Chairman of the Boston School Committee
- In office 1952–1952
- Preceded by: Kathleen Ryan Dacey
- Succeeded by: Alice M. Lyons

Member of the Boston School Committee
- In office 1948–1953

Member of the Boston City Council from Ward 14
- In office 1942–1947
- Preceded by: Joseph J. Gottlieb
- Succeeded by: Julius Ansel

Personal details
- Born: January 11, 1908 Boston, Massachusetts, U.S.
- Died: September 15, 1963 (aged 55) Boston, Massachusetts, U.S.
- Party: Democratic
- Alma mater: Harvard College Harvard Law School
- Occupation: Attorney

= Isadore H. Y. Muchnick =

American politician

Isadore Harry Yaver Muchnick (January 11, 1908 – September 15, 1963) was an American politician who served as a member of the Boston City Council from 1942 to 1947 and the Boston School Committee from 1948 to 1953.

==Early life==
Muchnick was born on January 11, 1908, in Boston's West End to Russian-Jewish immigrant parents Joseph and Fannie Muchnick. He graduated from Boston Latin School, Harvard College (class of 1928), and Harvard Law School (class of 1932). He began practicing law in 1932. Muchnick was a member of the Zionist Organization of America's national administrative council, secretary of the New England Zionist Region, and president of the Dorchester Zionist District. In 1936 he married Ann Zussman of Brighton. They had one son and one daughter.

==Boston City Council==
In 1942, Ward 14 city councilor Joseph J. Gottlieb resigned to become an assistant United States attorney and Muchnick defeated former councilor Sidney Rosenberg and five others in the special election to complete his term. In 1944, Muchnick voted against granting the Boston Red Sox and Boston Braves licenses to play on Sunday (an exemption from Boston's blue laws) due to their resistance to racial integration. In 1945, he wrote to Red Sox owner Tom Yawkey that unless "all players, regardless of race, color or creed, will be treated in the American way and will be afforded an equal opportunity for positions on your team", that he would oppose the Sunday license for that year as well. As a result, Red Sox general manager Eddie Collins agreed to give some African-American baseball players a tryout. Muchnick arranged a date with Collins and had Pittsburgh Courier sportswriter Wendell Smith send three players – Jackie Robinson, Sam Jethroe, and Marvin Williams to Fenway Park. None of the players were offered a contract because at the time, the Red Sox had no plans to integrate their roster. Muchnick also contacted John Quinn of the Braves, but he refused to tryout the players.

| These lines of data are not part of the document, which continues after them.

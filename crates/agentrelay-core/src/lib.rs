// Core AgentRelay functionality without UI dependencies

pub mod api;
pub mod config;
pub mod context;
pub mod error;
pub mod run;
pub mod runtime;
pub mod session;
pub mod utils;

pub use context::AppContext;
pub use error::{Error, Result};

==Boston School Committee==
In 1947, Muchnick decided to run for a seat on the Boston School Committee instead of reelection to the council. He, along with Joseph C. White, and Daniel H. McDevitt, received the endorsement of the Boston Teachers Alliance and all three were elected. During his tenure on the board, Muchnick supported the removal of political favoritism from the school department's hiring and promotion process, consolidation of schools and school districts, the establishment of a single pay schedule for teachers in all grades, and not filling unnecessary non-academic positions. In 1952 he served as chairman of the board. In 1953, Muchnick was defeated for reelection when he finished ninth in an election where the top five vote getters were elected.

==Bids for other office==
In 1950, Muchnick challenged incumbent Francis E. Kelly for the Democratic nomination for Massachusetts Attorney General. He received 16% the vote in the Democratic primary to Kelly's 77%. In 1952, Muchnick sought the Democratic nomination for the United States House of Representatives seat in Massachusetts's 10th congressional district. He lost the Democratic primary to Frederick C. Haller Jr. 37% to 24%. He ran for the seat again in 1954, however, he dropped out of the race so the remaining Democratic candidate, Jackson J. Holtz, could focus on the general election. Holtz lost to Republican incumbent Laurence Curtis 51% to 49%.

==Legal career==
Muchnick served as an attorney for The Boston Post publisher John Fox, who faced a number of legal issues following the collapse of the newspaper. During the case, Muchnick suffered a heart attack after a two-hour court hearing. In 1961, a judge ruled that Fox owed Muchnick $45,490 for legal services. Muchnick's other clients included Boston deputy mayor John A. Breen and the Boston Redevelopment Authority.

==Death==
Muchnick died on September 15, 1963, at Baker Memorial Hospital in Boston.